▶ _What needs to be done_: Figure out how many lines in the records below hold the string "parameters". That number alone is the answer.

▶ _Study material_:
----

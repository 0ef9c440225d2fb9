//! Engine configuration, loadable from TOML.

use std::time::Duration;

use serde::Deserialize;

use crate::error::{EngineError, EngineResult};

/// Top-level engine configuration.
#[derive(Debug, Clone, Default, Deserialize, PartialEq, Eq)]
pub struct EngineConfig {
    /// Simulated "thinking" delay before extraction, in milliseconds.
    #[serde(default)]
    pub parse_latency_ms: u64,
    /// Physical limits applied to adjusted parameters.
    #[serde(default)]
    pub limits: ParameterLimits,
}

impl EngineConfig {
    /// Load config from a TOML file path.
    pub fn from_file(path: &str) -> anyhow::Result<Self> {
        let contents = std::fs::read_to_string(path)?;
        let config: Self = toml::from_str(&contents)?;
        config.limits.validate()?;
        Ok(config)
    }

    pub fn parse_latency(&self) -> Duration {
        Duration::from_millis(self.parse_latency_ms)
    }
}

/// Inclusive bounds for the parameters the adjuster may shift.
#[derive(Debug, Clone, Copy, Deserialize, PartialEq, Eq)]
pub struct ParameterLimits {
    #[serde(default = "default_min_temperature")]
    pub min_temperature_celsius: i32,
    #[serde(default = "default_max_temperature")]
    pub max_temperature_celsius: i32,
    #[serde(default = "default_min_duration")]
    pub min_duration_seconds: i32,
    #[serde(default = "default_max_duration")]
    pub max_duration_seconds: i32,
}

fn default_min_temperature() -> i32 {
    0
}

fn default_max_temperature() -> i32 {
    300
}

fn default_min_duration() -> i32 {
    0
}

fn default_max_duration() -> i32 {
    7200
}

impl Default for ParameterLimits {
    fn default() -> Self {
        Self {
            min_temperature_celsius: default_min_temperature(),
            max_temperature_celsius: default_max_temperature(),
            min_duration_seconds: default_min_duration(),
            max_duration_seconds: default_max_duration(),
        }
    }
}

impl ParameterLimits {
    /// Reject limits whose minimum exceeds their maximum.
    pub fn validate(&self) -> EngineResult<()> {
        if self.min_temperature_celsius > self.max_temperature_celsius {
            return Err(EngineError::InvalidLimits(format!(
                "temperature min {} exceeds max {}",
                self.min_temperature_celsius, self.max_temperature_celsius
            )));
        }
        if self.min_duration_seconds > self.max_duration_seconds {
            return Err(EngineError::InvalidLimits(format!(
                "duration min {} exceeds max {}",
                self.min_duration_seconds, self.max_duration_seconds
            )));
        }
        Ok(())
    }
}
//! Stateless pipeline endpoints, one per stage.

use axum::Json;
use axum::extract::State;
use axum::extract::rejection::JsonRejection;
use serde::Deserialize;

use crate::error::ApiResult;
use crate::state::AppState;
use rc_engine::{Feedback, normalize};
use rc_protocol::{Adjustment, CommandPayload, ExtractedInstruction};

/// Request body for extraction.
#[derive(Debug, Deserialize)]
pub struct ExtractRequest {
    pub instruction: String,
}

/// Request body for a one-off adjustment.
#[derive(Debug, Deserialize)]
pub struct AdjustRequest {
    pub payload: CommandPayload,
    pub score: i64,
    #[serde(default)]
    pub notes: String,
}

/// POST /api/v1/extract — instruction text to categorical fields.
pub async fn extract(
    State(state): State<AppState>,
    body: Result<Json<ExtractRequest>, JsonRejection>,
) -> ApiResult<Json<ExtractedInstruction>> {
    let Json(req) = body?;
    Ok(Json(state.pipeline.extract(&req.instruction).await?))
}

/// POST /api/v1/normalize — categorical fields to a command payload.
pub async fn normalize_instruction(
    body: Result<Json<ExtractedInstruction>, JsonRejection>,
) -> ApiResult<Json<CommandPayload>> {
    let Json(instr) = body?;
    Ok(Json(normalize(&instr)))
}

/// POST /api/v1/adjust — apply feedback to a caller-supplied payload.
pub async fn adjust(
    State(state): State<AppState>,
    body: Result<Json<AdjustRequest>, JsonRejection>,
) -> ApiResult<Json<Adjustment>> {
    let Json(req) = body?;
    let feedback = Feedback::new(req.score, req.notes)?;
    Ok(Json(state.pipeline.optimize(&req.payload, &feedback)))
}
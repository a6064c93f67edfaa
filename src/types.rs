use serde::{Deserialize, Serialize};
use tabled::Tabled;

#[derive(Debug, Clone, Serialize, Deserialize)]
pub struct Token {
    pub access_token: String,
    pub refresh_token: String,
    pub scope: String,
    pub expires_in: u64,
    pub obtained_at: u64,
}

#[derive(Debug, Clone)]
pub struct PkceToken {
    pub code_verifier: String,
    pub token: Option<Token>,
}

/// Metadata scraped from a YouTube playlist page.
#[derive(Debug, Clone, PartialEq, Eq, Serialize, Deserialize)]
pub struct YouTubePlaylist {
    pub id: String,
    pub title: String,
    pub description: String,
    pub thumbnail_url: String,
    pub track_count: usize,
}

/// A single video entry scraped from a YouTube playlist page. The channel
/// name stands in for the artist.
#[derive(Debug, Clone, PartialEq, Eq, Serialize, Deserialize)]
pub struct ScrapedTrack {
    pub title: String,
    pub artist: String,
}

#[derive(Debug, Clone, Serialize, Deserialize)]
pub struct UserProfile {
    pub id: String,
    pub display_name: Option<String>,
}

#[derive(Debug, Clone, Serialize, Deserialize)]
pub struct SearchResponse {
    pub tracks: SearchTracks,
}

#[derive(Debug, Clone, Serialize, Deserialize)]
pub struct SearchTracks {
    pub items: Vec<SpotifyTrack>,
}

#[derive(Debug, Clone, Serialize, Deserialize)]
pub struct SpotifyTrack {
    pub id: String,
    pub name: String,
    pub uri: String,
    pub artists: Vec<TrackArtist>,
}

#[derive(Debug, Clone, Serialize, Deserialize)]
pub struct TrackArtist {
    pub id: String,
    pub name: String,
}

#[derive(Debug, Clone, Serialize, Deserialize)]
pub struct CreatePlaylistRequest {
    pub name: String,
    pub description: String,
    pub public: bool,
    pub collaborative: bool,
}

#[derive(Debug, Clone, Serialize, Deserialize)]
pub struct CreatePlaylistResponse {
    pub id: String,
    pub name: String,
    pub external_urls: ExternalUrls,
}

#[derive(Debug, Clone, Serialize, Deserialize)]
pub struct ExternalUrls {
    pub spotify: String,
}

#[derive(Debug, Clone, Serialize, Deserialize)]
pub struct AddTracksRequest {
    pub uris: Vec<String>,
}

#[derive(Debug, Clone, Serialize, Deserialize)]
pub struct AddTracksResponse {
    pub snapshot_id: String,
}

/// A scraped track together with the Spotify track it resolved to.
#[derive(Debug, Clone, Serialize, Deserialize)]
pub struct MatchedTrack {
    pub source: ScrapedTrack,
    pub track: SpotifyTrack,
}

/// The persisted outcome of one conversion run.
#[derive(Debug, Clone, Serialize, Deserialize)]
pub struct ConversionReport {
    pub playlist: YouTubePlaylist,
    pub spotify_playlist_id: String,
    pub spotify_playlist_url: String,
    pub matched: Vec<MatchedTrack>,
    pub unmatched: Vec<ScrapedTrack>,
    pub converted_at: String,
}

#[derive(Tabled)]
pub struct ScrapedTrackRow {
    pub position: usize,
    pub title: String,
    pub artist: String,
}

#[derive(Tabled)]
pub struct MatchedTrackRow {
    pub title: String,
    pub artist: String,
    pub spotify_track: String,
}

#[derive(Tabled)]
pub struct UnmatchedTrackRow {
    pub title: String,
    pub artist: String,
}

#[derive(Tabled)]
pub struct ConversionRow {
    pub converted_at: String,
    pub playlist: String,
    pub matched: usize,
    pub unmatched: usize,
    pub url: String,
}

----

▶ _Answer to the exercise_: 2